MK 2、3冊のZineに加えて、その作家とコラボレーションしてアイテムを出すという形で毎回やっています。最近は、B.Thom Stevenson というアーティストとコラボレーションしたアイテム(上記写真)をリリースしました。アイテム作りを既存のものだけで済ませてしまうことに抵抗があって、たとえば、トートバッグであればボディをイチから作るなどしてこだわりを持ってやっています。2月末に行われる「LA Art Book Fair 2017」 でもふたつのZineを販売予定です。

(左)「1-800 WHO OOPS」Vinnie Smith / Jen Shear、(右)「Good Morning」Andy Rementer

アーティストをサポートする
ショップのあり方


ーショップだけにとどまらない一連の活動を見ていると、ギャラリーを閉じたあとも「アーティストをバックアップする」というギャラリー的な活動は形を変え続いている気がしました。


MK そうですね。やっぱりギャラリーの頃から一貫してアーティストを第一に考えてやっています。なので、ショップはその活動の一環にあるというイメージです。私たちが考えていることをシェアする場所というか。


ーショールームに近いですね。今、「commune」が考えていることをシェアするための工夫ってショップでは何かしていますか? いままでのお話で出てきたようなアーティストの背景にある文脈をいかに伝えるかということが関心事項にある気がしました。

MK 今は、とにかく人力ですね。聞かれたら止まらなくなるくらい話します。でも、うちのお店に置いてあるようなものを好きな人たちってまず自分で楽しみたいという方が多いので、とりあえずはそっとしておきますけど(笑)。


ーお客さんとの会話のなかで伝えていくんですね。かなりアナログなかんじが(笑)。


MK そうですね(笑)。とはいえ、リアルの場で伝えるとなると、やっぱりギャラリーがあったほうがいいかもしれないと思っていて。作家の世界観をまるごと紹介するなら、展示イベントを開催するのがベストだと思うんです。なので、今後の目標として、良い場所が見つかればギャラリーを再開したいです。
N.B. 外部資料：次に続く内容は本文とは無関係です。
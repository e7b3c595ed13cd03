use ratatui::{
    style::{Modifier, Style},
    text::{Line, Span},
};
use unicode_width::{UnicodeWidthChar, UnicodeWidthStr};

use content_model_editor::convert::CHECKED_KEY;
use content_model_editor::model::{
    Block, BlockAddress, BlockGroup, GroupPath, ListLevel, ListType, Paragraph, PathStep, Segment, SegmentKind, Table,
};
use content_model_editor::selection::DomPosition;

use crate::theme::Theme;

#[derive(Clone, Copy, Debug, PartialEq, Eq)]
pub struct CursorVisualPosition {
    pub line: usize,
    pub column: u16,
}

/// The paragraph text a rendered line shows, for mapping clicks back to
/// caret positions.
#[derive(Clone, Debug)]
pub struct LineOrigin {
    pub paragraph: BlockAddress,
    pub start_offset: usize,
    pub prefix_width: usize,
    pub widths: Vec<usize>,
}

impl LineOrigin {
    pub fn position_at(&self, column: usize) -> DomPosition {
        let relative = column.saturating_sub(self.prefix_width);
        let mut used = 0;
        let mut count = 0;
        for width in &self.widths {
            if used + width > relative {
                break;
            }
            used += width;
            count += 1;
        }
        DomPosition::new(self.paragraph.clone(), self.start_offset + count)
    }
}

#[derive(Debug)]
pub struct RenderResult {
    pub lines: Vec<Line<'static>>,
    pub cursor: Option<CursorVisualPosition>,
    pub total_lines: usize,
    pub origins: Vec<Option<LineOrigin>>,
}

pub fn render_model(model: &BlockGroup, width: usize, theme: &Theme) -> RenderResult {
    let mut renderer = Renderer::new(width.max(1), theme);
    renderer.render_blocks(model, &GroupPath::root(), "");
    renderer.finish()
}

struct Renderer<'a> {
    wrap_width: usize,
    theme: &'a Theme,
    lines: Vec<Line<'static>>,
    origins: Vec<Option<LineOrigin>>,
    cursor: Option<CursorVisualPosition>,
    /// Replaces the prefix of the next line pushed, e.g. a list bullet.
    pending_prefix: Option<String>,
}

#[derive(Clone)]
struct Glyph {
    ch: char,
    style: Style,
}

impl Glyph {
    fn width(&self) -> usize {
        self.ch.width().unwrap_or(0)
    }
}

#[derive(Default)]
struct LogicalLine {
    glyphs: Vec<Glyph>,
    start_offset: usize,
    caret: Option<usize>,
}

impl<'a> Renderer<'a> {
    fn new(wrap_width: usize, theme: &'a Theme) -> Self {
        Self {
            wrap_width,
            theme,
            lines: Vec::new(),
            origins: Vec::new(),
            cursor: None,
            pending_prefix: None,
        }
    }

    fn render_blocks(&mut self, group: &BlockGroup, path: &GroupPath, indent: &str) {
        let mut ordinals: Vec<usize> = Vec::new();
        for (index, block) in group.blocks.iter().enumerate() {
            match block {
                Block::Paragraph(paragraph) => {
                    ordinals.clear();
                    self.render_paragraph(paragraph, BlockAddress::new(path.clone(), index), indent);
                }
                Block::BlockGroup(inner) => {
                    let inner_path = path.child(PathStep::Group(index));
                    if let Some(props) = inner.as_list_item() {
                        let marker = list_marker(&props.levels, &mut ordinals);
                        self.pending_prefix = Some(format!("{indent}{marker}"));
                        let continuation = format!("{indent}{}", " ".repeat(marker.width()));
                        self.render_blocks(inner, &inner_path, &continuation);
                        continue;
                    }
                    ordinals.clear();
                    match inner.format_container_tag() {
                        Some("blockquote") => self.render_blocks(inner, &inner_path, &format!("{indent}│ ")),
                        Some("pre") => self.render_blocks(inner, &inner_path, &format!("{indent}  ")),
                        _ => self.render_blocks(inner, &inner_path, indent),
                    }
                }
                Block::Table(table) => {
                    ordinals.clear();
                    self.render_table(table, path, index, indent);
                }
                Block::Divider(_) => {
                    ordinals.clear();
                    let rule = "─".repeat(self.wrap_width.saturating_sub(indent.width()).max(1));
                    self.push_plain_line(format!("{indent}{rule}"));
                }
                Block::Entity(entity) => {
                    ordinals.clear();
                    self.push_plain_line(format!("{indent}[{}]", entity.entity_type));
                }
            }
        }
    }

    fn render_table(&mut self, table: &Table, path: &GroupPath, index: usize, indent: &str) {
        let rule_width = self.wrap_width.saturating_sub(indent.width()).max(1);
        for (row_index, row) in table.rows.iter().enumerate() {
            self.push_plain_line(format!("{indent}{}", "┄".repeat(rule_width)));
            for (col_index, cell) in row.cells.iter().enumerate() {
                let cell_path = path.child(PathStep::Cell {
                    block: index,
                    row: row_index,
                    col: col_index,
                });
                self.render_blocks(cell, &cell_path, &format!("{indent}┆ "));
            }
        }
        self.push_plain_line(format!("{indent}{}", "┄".repeat(rule_width)));
    }

    fn render_paragraph(&mut self, paragraph: &Paragraph, address: BlockAddress, indent: &str) {
        let base = match paragraph.heading_level() {
            Some(1) => Style::default().add_modifier(Modifier::BOLD | Modifier::UNDERLINED),
            Some(_) => Style::default().add_modifier(Modifier::BOLD),
            None => Style::default(),
        };
        let first_prefix = self.pending_prefix.take().unwrap_or_else(|| indent.to_string());

        for (line_index, line) in logical_lines(paragraph, base, self.theme).into_iter().enumerate() {
            let prefix = if line_index == 0 { first_prefix.as_str() } else { indent };
            let prefix_width = prefix.width();
            let available = self.wrap_width.saturating_sub(prefix_width).max(1);
            let ranges = wrap_ranges(&line.glyphs, available);
            let last = ranges.len() - 1;

            for (range_index, (start, end)) in ranges.into_iter().enumerate() {
                let prefix = if range_index == 0 { prefix } else { indent };
                let prefix_width = prefix.width();
                let glyphs = &line.glyphs[start..end];

                if let Some(caret) = line.caret
                    && start <= caret
                    && (caret < end || (caret == end && range_index == last))
                {
                    let column: usize = line.glyphs[start..caret].iter().map(Glyph::width).sum();
                    self.cursor = Some(CursorVisualPosition {
                        line: self.lines.len(),
                        column: (prefix_width + column) as u16,
                    });
                }

                let mut spans = vec![Span::styled(prefix.to_string(), self.theme.decoration_style())];
                spans.extend(styled_runs(glyphs));
                self.lines.push(Line::from(spans));
                self.origins.push(Some(LineOrigin {
                    paragraph: address.clone(),
                    start_offset: line.start_offset + start,
                    prefix_width,
                    widths: glyphs.iter().map(Glyph::width).collect(),
                }));
            }
        }
    }

    fn push_plain_line(&mut self, content: String) {
        let content = match self.pending_prefix.take() {
            Some(prefix) => format!("{prefix}{}", content.trim_start()),
            None => content,
        };
        self.lines
            .push(Line::from(vec![Span::styled(content, self.theme.decoration_style())]));
        self.origins.push(None);
    }

    fn finish(mut self) -> RenderResult {
        if self.lines.is_empty() {
            self.lines.push(Line::from(""));
            self.origins.push(None);
        }
        let total_lines = self.lines.len();
        RenderResult {
            lines: self.lines,
            cursor: self.cursor,
            total_lines,
            origins: self.origins,
        }
    }
}

fn list_marker(levels: &[ListLevel], ordinals: &mut Vec<usize>) -> String {
    let depth = levels.len();
    let Some(level) = levels.last() else {
        return String::new();
    };
    ordinals.truncate(depth);
    ordinals.resize(depth, 0);
    ordinals[depth - 1] += 1;

    let nesting = "  ".repeat(depth - 1);
    if let Some(checked) = level.dataset.get(CHECKED_KEY) {
        let mark = if checked == "true" { "[✓] " } else { "[ ] " };
        return format!("{nesting}{mark}");
    }
    match level.list_type {
        ListType::Ordered => format!("{nesting}{}. ", ordinals[depth - 1]),
        ListType::Unordered => format!("{nesting}• "),
    }
}

/// Splits a paragraph at its line breaks. A trailing break only keeps the
/// caret visible, so it does not open an empty line of its own.
fn logical_lines(paragraph: &Paragraph, base: Style, theme: &Theme) -> Vec<LogicalLine> {
    let mut lines = vec![LogicalLine::default()];
    let mut offset = 0;
    for segment in &paragraph.segments {
        let Some(current) = lines.last_mut() else {
            break;
        };
        let style = segment_style(segment, base, theme);
        match &segment.kind {
            SegmentKind::SelectionMarker => current.caret = Some(current.glyphs.len()),
            SegmentKind::Br => {
                offset += 1;
                lines.push(LogicalLine {
                    start_offset: offset,
                    ..LogicalLine::default()
                });
            }
            SegmentKind::Text(text) => {
                for ch in text.chars() {
                    let ch = if ch == '\t' { ' ' } else { ch };
                    current.glyphs.push(Glyph { ch, style });
                    offset += 1;
                }
            }
            SegmentKind::Image(_) => {
                current.glyphs.push(Glyph { ch: '▣', style });
                offset += 1;
            }
            SegmentKind::Entity(_) | SegmentKind::General(_) => {
                current.glyphs.push(Glyph { ch: '◆', style });
                offset += 1;
            }
        }
    }
    if lines.len() > 1 && lines.last().is_some_and(|line| line.glyphs.is_empty() && line.caret.is_none()) {
        lines.pop();
    }
    lines
}

fn segment_style(segment: &Segment, base: Style, theme: &Theme) -> Style {
    let format = &segment.format;
    let mut style = base;
    if format.is_bold() {
        style = style.add_modifier(Modifier::BOLD);
    }
    if format.italic == Some(true) {
        style = style.add_modifier(Modifier::ITALIC);
    }
    if format.underline == Some(true) {
        style = style.add_modifier(Modifier::UNDERLINED);
    }
    if format.strikethrough == Some(true) {
        style = style.add_modifier(Modifier::CROSSED_OUT);
    }
    if format.background_color.is_some() {
        style = style.patch(theme.highlight_style());
    }
    if segment.code.is_some() {
        style = style.patch(theme.code_style());
    }
    if segment.link.is_some() {
        style = style.patch(theme.link_style());
    }
    if segment.is_selected && !segment.is_marker() {
        style = style.patch(theme.selection_style());
    }
    style
}

/// Greedy word wrap. Returns glyph ranges, one per visual line.
fn wrap_ranges(glyphs: &[Glyph], width: usize) -> Vec<(usize, usize)> {
    let mut ranges = Vec::new();
    let mut start = 0;
    while start < glyphs.len() {
        let mut used = 0;
        let mut end = start;
        let mut last_space = None;
        while end < glyphs.len() {
            let glyph_width = glyphs[end].width();
            if used + glyph_width > width && end > start {
                break;
            }
            if glyphs[end].ch == ' ' {
                last_space = Some(end);
            }
            used += glyph_width;
            end += 1;
        }
        if end < glyphs.len()
            && let Some(space) = last_space
        {
            end = space + 1;
        }
        ranges.push((start, end));
        start = end;
    }
    if ranges.is_empty() {
        ranges.push((0, 0));
    }
    ranges
}

fn styled_runs(glyphs: &[Glyph]) -> Vec<Span<'static>> {
    let mut spans = Vec::new();
    let mut text = String::new();
    let mut style = None;
    for glyph in glyphs {
        if style.is_some_and(|current| current != glyph.style) {
            spans.push(Span::styled(std::mem::take(&mut text), style.unwrap_or_default()));
        }
        style = Some(glyph.style);
        text.push(glyph.ch);
    }
    if let Some(style) = style {
        spans.push(Span::styled(text, style));
    }
    spans
}

#[cfg(test)]
mod tests {
    use super::*;
    use content_model_editor::model::SegmentFormat;

    fn plain(text: &str) -> Vec<Glyph> {
        text.chars()
            .map(|ch| Glyph {
                ch,
                style: Style::default(),
            })
            .collect()
    }

    #[test]
    fn wraps_at_spaces() {
        assert_eq!(wrap_ranges(&plain("hello world"), 8), vec![(0, 6), (6, 11)]);
        assert_eq!(wrap_ranges(&plain("abcdef"), 4), vec![(0, 4), (4, 6)]);
        assert_eq!(wrap_ranges(&[], 4), vec![(0, 0)]);
    }

    #[test]
    fn caret_and_click_positions_agree() {
        let model = BlockGroup::document().with_block(Paragraph::new().with_segments(vec![
            Segment::text("ab"),
            Segment::marker(SegmentFormat::default()),
            Segment::text("cd"),
        ]));

        let result = render_model(&model, 20, &Theme::default());

        assert_eq!(result.cursor, Some(CursorVisualPosition { line: 0, column: 2 }));
        let origin = result.origins[0].as_ref().expect("paragraph line");
        assert_eq!(origin.position_at(2).offset, 2);
    }

    #[test]
    fn caret_before_trailing_break_stays_on_its_line() {
        let model = BlockGroup::document().with_block(
            Paragraph::new().with_segments(vec![Segment::marker(SegmentFormat::default()), Segment::br()]),
        );

        let result = render_model(&model, 20, &Theme::default());

        assert_eq!(result.total_lines, 1);
        assert_eq!(result.cursor, Some(CursorVisualPosition { line: 0, column: 0 }));
    }
}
—ショップは「commune」の最新の情報を手に入れることができる場所になっていますが、ギャラリーができるとさらに情報を発信する場が増えますね。


MK そうなんです。ショップを開いてから1年経って、さまざまな国のアーティストとのつながりができたので、彼らが作品を作るうえでの文脈や背景を知ることができました。これからは、そういった部分を実際の作品を通してショップやギャラリーから発信していけたらと思います。
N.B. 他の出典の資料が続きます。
//! Formatting intent at a collapsed caret.
//!
//! Applying a format to an empty caret has no visible effect, so commands
//! park the format here and it is applied to whatever gets typed next. The
//! state machine has two states and four transitions: `capture`, `consume`,
//! `discard`, and `retain_at` (discard unless the caret is where it was).

use std::mem;

use tracing::debug;

use crate::editing::{FormatContext, InsertPoint, normalize_content_model};
use crate::model::{BlockGroup, Segment, SegmentFormat, SegmentKind};
use crate::selection::{DomPosition, DomSelection, dom_selection_of};

const NO_BREAK_SPACE: char = '\u{A0}';

#[derive(Clone, Debug, PartialEq)]
pub struct PendingFormat {
    pub format: SegmentFormat,
    /// Caret position the format was captured at.
    pub position: DomPosition,
}

#[derive(Clone, Debug, Default, PartialEq)]
pub enum PendingFormatState {
    #[default]
    NoPendingFormat,
    PendingFormat(PendingFormat),
}

impl PendingFormatState {
    pub fn is_pending(&self) -> bool {
        matches!(self, PendingFormatState::PendingFormat(_))
    }

    pub fn format(&self) -> Option<&SegmentFormat> {
        match self {
            PendingFormatState::PendingFormat(pending) => Some(&pending.format),
            PendingFormatState::NoPendingFormat => None,
        }
    }

    pub fn position(&self) -> Option<&DomPosition> {
        match self {
            PendingFormatState::PendingFormat(pending) => Some(&pending.position),
            PendingFormatState::NoPendingFormat => None,
        }
    }

    pub fn capture(&mut self, format: SegmentFormat, position: DomPosition) {
        debug!(offset = position.offset, ?format, "pending format captured");
        *self = PendingFormatState::PendingFormat(PendingFormat { format, position });
    }

    /// Takes the pending format out, leaving no pending format behind.
    pub fn consume(&mut self) -> Option<PendingFormat> {
        match mem::take(self) {
            PendingFormatState::PendingFormat(pending) => {
                debug!("pending format consumed");
                Some(pending)
            }
            PendingFormatState::NoPendingFormat => None,
        }
    }

    pub fn discard(&mut self) {
        if self.is_pending() {
            debug!("pending format discarded");
        }
        *self = PendingFormatState::NoPendingFormat;
    }

    /// Keeps the pending format only while the caret stays exactly where the
    /// format was captured.
    pub fn retain_at(&mut self, caret: Option<&DomPosition>) {
        let moved = match self {
            PendingFormatState::PendingFormat(pending) => caret != Some(&pending.position),
            PendingFormatState::NoPendingFormat => false,
        };
        if moved {
            self.discard();
        }
    }
}

/// The marker of a collapsed selection, if that is what the model holds.
pub fn collapsed_caret(model: &BlockGroup) -> Option<InsertPoint> {
    dom_selection_of(model).filter(DomSelection::is_collapsed)?;
    InsertPoint::locate(model)
}

/// Stashes `default ⊕ pending ⊕ caret format` as the next pending format.
/// Never touches the model, so it always returns `false`.
pub fn apply_default_format(
    model: &mut BlockGroup,
    context: &mut FormatContext,
    default_format: &SegmentFormat,
    pending_format: Option<&SegmentFormat>,
) -> bool {
    let Some(marker) = collapsed_caret(model).and_then(|point| point.marker(model).cloned()) else {
        return false;
    };
    let mut format = default_format.clone();
    if let Some(pending) = pending_format {
        format.merge_from(pending);
    }
    format.merge_from(&marker.format);
    context.new_pending_format = Some(format);
    false
}

/// Re-formats `data`, which was just typed in front of the caret, with the
/// pending `format`. Nothing changes when the text before the caret does
/// not end with `data`.
pub fn apply_pending_format(
    model: &mut BlockGroup,
    context: &mut FormatContext,
    data: &str,
    format: &SegmentFormat,
) -> bool {
    let Some(point) = collapsed_caret(model) else {
        return false;
    };
    let Some(previous_index) = point.marker_index.checked_sub(1) else {
        return false;
    };
    let Some(paragraph) = model.paragraph_at_mut(&point.paragraph) else {
        return false;
    };
    let Some(previous) = paragraph.segments.get_mut(previous_index) else {
        return false;
    };
    let SegmentKind::Text(text) = &mut previous.kind else {
        return false;
    };
    let Some(split) = echo_start(text, data) else {
        debug!(data, "typed text does not match, pending format dropped");
        return false;
    };

    let typed = text.split_off(split);
    let mut segment = Segment::text(typed).with_format(previous.format.merged(format));
    segment.link = previous.link.clone();
    segment.code = previous.code.clone();
    paragraph.segments.insert(point.marker_index, segment);
    if let Some(marker) = paragraph.segments.get_mut(point.marker_index + 1) {
        marker.format.merge_from(format);
    }
    paragraph.is_implicit = false;

    normalize_content_model(model);
    context.skip_undo_snapshot = true;
    true
}

/// Byte index where `data` starts at the end of `text`. A typed ASCII space
/// also matches a trailing no-break space.
fn echo_start(text: &str, data: &str) -> Option<usize> {
    if data.is_empty() {
        return None;
    }
    if let Some(prefix) = text.strip_suffix(data) {
        return Some(prefix.len());
    }
    if data == " " {
        return text.strip_suffix(NO_BREAK_SPACE).map(str::len);
    }
    None
}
さまざまな形でアーティストをバックアップすること。それが「commune」の活動の本質だ。そう考えると、他のお店に置いていないZineを取り揃えるラインナップは、単にもの珍しいものを集めているのではなく、有名無名問わずアーティストをバックアップするという意思が貫かれた結果だと分かってくる。

お店を訪れた際は、店内のすべてのアイテムがオススメだと言っても過言ではないラインナップを、ひとつひとつ吟味する贅沢を味わってみてはいかがだろうか。